Saturday, October 8, 2022

Pie.

This week, our Operations Director Jeff started the week by sharing something he attributed to Dr. Pete Friesen - a Coach & Trainer for the Carolina Hurricanes plus numerous Canadian World Championship & Olympic teams (I say attributed because I tried and failed to find any similar quotes online...so if anyone else can please share). 

He told us about the Rule of Thirds:

"If you're really working hard toward your goal, you should feel great about 1/3 of the time. 

1/3 of the time you should be just coasting along.

The other 1/3 of the time you will feel terrible and beaten down."

(to summarize, I made this helpful pie chart)


He continued:

"With this rule in mind, if you never feel like you've got nothing left to give, and just feel great all the time, you aren't pushing yourself enough. You're capable of more, and you're holding yourself back. 

Conversely, if you feel terrible more than 1/3 of the time, you aren't taking time to recharge or to recuperate. You're not taking the appropriate self-care steps. You're at risk of injury and burnout."

Now, I have never been an athlete of any sort at any level. I dropped out of most of my high school teams within a couple months. I have my excuses, but that's besides the point. Until 2020, I'm not sure I had ever seen this rule played out to its full extent; at least, not in myself. 

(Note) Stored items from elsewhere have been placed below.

// Copyright (c) 2025 Jonathan Fontanez
// SPDX-License-Identifier: BUSL-1.1

//! OS camera capture: device selection by facing and one continuous preview
//! request into the surface behind the external image.

mod backend;
mod events;
mod platform;

pub use backend::{CameraInfo, CaptureBackend, CaptureSession};
pub use events::{CaptureEventHandler, CaptureFailure, ForwardingCaptureEvents, NoopCaptureEvents};
pub use platform::CameraPlatform;

use std::fmt;

/// Which way the requested camera points.
#[derive(Debug, Clone, Copy, PartialEq, Eq, Hash)]
pub enum CameraFacing {
    Front,
    Back,
}

impl CameraFacing {
    pub fn from_front(front_camera: bool) -> Self {
        if front_camera { Self::Front } else { Self::Back }
    }

    pub fn lens(self) -> LensFacing {
        match self {
            Self::Front => LensFacing::Front,
            Self::Back => LensFacing::Back,
        }
    }
}

impl fmt::Display for CameraFacing {
    fn fmt(&self, f: &mut fmt::Formatter<'_>) -> fmt::Result {
        match self {
            Self::Front => f.write_str("front"),
            Self::Back => f.write_str("back"),
        }
    }
}

/// Lens-facing metadata reported for a camera id.
#[derive(Debug, Clone, Copy, PartialEq, Eq, Hash)]
pub enum LensFacing {
    Front,
    Back,
    External,
}

impl LensFacing {
    /// `ACAMERA_LENS_FACING_*` value.
    pub fn from_raw(raw: u8) -> Option<Self> {
        match raw {
            0 => Some(Self::Front),
            1 => Some(Self::Back),
            2 => Some(Self::External),
            _ => None,
        }
    }
}

#[cfg(test)]
mod tests {
    use super::*;

    #[test]
    fn test_facing_from_flag() {
        assert_eq!(CameraFacing::from_front(true), CameraFacing::Front);
        assert_eq!(CameraFacing::from_front(false), CameraFacing::Back);
        assert_eq!(CameraFacing::Back.lens(), LensFacing::Back);
    }

    #[test]
    fn test_lens_facing_raw_values() {
        assert_eq!(LensFacing::from_raw(0), Some(LensFacing::Front));
        assert_eq!(LensFacing::from_raw(1), Some(LensFacing::Back));
        assert_eq!(LensFacing::from_raw(2), Some(LensFacing::External));
        assert_eq!(LensFacing::from_raw(9), None);
    }
}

Only during the boredom of COVID restrictions did I find the drive to push myself to feel physically terrible 1/3 of the time long enough to be able to say, "yeah, I jog sometimes. I'm a jogger." And you know what? It felt pretty great the other 2/3rds of the time. 


Also (mostly) thanks to COVID I've found myself in a tightrope marathon; a seemingly endless balancing act between "things are ok right now, let's make the most of it," and "oh crap, here we go again." There have been times it was go time all the time, and the yellow slice of my pie chart took over. There was no time to recharge, no time for self-care. Other times the slices stayed the right shape, but the time-spans stretched WAAAY out: 1 week of insanity, 1 week of coasting, 1 week of feeling pretty good. Lather, rinse, repeat. 

Jeff's words came as a very healthy reminder of my limitations. That it's ok, even good, to feel like crap sometimes; that it can mean I'm working hard to accomplish something positive. It's pretty easy however, in an environment where your coworkers are your dinner buddies and your patients are your downstairs neighbours, to stray into one-half to two-thirds territory. 

So I must say thank you. To every coworker/dinner buddy/neighbour/friend who has told me it's time to leave the office/take a sleep-in day/book a couple more days of vacation. I think my pie consumption is slowly starting to come back into balance. 

And as I approach the end of the race - or at least this leg of the race - it has definitely been worth the whole pie.